Assigned task
Search the entries below for the word "bool" and copy every line where it appears.

----------------------------------------

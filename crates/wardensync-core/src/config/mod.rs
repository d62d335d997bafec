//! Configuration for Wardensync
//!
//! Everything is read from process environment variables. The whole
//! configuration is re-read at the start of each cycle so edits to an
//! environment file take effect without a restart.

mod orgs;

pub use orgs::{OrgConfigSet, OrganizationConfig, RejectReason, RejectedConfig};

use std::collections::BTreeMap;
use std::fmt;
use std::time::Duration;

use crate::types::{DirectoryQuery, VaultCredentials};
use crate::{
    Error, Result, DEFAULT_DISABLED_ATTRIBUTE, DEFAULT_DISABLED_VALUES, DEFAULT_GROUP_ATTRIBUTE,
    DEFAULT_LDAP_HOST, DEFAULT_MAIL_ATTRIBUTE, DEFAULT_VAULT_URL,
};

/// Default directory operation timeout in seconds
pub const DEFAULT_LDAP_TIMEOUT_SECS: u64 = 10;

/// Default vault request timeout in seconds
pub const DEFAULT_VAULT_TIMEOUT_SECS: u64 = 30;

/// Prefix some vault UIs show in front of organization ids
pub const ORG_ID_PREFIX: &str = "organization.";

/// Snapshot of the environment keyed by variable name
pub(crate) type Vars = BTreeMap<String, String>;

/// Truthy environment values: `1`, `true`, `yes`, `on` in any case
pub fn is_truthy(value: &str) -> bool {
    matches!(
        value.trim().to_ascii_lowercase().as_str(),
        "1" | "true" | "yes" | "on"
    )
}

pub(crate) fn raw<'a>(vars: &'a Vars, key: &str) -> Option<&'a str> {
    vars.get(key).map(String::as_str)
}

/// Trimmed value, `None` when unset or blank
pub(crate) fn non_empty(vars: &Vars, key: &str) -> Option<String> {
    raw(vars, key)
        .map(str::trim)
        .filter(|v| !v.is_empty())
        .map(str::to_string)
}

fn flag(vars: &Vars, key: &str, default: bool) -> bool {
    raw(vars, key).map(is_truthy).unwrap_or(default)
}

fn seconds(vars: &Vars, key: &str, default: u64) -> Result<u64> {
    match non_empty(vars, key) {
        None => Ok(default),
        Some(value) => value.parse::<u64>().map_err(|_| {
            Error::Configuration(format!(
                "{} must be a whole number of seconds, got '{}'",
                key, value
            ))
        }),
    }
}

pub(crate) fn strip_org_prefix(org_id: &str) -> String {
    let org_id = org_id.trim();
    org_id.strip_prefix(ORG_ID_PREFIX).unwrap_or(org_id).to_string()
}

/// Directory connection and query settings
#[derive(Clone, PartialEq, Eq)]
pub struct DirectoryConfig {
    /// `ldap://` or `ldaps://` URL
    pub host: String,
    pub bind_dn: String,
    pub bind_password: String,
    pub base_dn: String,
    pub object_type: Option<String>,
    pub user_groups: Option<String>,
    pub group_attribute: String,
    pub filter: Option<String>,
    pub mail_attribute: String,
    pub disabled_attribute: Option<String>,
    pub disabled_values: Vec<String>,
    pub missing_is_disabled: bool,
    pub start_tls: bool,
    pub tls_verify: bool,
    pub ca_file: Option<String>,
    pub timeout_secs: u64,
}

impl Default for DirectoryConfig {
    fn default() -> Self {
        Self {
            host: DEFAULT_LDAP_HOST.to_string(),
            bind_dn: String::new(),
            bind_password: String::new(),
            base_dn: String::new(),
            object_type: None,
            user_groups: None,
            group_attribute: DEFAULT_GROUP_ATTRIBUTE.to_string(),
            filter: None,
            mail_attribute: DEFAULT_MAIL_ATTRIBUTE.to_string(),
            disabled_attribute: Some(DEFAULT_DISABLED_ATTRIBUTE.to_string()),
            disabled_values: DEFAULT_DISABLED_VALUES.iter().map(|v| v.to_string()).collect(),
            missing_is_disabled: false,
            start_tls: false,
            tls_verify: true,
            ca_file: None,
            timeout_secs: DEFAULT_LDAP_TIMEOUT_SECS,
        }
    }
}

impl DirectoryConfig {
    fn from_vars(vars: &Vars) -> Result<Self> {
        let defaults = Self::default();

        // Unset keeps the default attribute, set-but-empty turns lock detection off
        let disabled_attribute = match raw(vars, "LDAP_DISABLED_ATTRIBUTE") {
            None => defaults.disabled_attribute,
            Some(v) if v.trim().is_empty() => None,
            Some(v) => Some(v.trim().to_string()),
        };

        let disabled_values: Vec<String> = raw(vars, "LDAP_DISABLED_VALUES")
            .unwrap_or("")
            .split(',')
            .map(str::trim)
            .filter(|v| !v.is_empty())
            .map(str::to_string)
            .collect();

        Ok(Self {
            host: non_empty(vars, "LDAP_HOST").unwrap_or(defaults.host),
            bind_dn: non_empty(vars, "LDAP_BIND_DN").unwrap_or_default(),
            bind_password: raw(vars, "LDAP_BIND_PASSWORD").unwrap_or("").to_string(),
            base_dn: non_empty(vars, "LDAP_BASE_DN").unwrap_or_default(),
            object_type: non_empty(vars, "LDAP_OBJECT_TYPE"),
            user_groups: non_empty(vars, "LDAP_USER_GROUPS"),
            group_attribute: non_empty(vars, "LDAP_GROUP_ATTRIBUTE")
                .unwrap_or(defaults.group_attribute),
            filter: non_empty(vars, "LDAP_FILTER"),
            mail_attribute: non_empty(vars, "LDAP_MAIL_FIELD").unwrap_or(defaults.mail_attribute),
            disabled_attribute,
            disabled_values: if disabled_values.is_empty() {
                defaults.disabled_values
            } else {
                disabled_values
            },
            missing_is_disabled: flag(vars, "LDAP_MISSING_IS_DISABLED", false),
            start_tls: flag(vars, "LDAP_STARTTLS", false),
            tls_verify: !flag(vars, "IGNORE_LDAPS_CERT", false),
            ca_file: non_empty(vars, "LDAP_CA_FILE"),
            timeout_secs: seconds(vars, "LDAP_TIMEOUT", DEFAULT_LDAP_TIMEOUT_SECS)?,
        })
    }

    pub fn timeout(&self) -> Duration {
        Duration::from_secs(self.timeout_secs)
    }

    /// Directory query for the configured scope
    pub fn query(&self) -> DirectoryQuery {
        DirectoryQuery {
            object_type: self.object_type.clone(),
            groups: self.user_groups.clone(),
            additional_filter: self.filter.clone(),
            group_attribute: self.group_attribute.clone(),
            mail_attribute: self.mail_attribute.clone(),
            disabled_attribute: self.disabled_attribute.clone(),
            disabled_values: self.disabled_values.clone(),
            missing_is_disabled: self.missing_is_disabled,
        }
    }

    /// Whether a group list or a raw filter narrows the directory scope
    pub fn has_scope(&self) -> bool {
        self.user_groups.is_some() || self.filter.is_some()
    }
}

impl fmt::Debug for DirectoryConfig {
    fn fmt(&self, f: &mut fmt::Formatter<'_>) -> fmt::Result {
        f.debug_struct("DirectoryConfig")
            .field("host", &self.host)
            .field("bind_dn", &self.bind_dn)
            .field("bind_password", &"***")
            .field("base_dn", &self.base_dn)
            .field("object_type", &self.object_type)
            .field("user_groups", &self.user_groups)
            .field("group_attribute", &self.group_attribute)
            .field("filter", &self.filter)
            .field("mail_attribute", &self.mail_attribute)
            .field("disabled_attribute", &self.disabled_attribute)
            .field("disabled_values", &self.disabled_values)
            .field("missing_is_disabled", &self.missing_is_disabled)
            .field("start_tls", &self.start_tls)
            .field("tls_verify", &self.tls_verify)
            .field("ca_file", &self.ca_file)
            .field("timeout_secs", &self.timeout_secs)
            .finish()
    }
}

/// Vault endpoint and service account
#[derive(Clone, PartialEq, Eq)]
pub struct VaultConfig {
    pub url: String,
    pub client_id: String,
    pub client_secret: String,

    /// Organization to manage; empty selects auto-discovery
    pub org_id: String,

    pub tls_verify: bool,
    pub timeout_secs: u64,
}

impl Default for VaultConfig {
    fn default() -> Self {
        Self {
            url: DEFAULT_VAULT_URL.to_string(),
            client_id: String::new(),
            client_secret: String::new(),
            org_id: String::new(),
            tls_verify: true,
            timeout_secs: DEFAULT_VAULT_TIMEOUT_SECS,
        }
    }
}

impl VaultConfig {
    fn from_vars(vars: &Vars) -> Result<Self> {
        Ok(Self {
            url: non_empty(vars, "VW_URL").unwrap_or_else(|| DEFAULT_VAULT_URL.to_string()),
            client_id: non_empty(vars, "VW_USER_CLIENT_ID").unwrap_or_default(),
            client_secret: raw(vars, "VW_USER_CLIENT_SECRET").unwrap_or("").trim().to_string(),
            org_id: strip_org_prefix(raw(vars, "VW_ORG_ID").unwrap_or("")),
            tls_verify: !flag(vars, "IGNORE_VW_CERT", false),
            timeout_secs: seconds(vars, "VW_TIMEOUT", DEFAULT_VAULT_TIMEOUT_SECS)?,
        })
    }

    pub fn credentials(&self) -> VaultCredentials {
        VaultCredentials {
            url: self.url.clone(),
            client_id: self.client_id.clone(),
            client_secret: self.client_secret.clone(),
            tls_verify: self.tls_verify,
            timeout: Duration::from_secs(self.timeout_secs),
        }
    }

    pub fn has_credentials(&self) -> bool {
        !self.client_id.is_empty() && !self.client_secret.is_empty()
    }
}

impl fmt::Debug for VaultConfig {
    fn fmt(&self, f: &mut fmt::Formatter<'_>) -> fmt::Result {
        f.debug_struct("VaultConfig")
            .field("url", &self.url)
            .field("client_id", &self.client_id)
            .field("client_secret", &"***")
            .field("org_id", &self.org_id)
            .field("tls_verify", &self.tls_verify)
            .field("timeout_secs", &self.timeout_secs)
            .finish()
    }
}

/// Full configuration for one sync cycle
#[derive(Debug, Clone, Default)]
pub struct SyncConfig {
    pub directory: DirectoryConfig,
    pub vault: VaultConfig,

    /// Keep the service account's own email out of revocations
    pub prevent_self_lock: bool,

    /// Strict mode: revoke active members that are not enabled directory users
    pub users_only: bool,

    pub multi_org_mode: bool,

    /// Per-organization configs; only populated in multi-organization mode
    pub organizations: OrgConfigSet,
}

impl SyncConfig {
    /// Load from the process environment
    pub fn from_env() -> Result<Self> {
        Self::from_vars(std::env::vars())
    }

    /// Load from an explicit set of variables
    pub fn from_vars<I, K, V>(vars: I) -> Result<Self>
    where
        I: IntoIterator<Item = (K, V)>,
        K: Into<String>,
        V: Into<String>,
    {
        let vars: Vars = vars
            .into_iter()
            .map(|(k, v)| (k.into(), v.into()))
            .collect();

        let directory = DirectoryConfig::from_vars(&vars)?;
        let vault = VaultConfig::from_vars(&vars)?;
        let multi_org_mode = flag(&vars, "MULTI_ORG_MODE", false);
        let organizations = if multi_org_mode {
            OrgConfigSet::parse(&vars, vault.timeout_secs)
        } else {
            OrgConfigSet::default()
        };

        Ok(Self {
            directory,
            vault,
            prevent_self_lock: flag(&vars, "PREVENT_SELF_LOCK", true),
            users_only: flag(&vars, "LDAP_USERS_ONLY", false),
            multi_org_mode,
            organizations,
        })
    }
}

----------------------------------------

Written answer
pub fn is_truthy(value: &str) -> bool {
fn flag(vars: &Vars, key: &str, default: bool) -> bool {
    pub missing_is_disabled: bool,
    pub start_tls: bool,
    pub tls_verify: bool,
    pub fn has_scope(&self) -> bool {
    pub tls_verify: bool,
    pub fn has_credentials(&self) -> bool {
    pub prevent_self_lock: bool,
    pub users_only: bool,
    pub multi_org_mode: bool,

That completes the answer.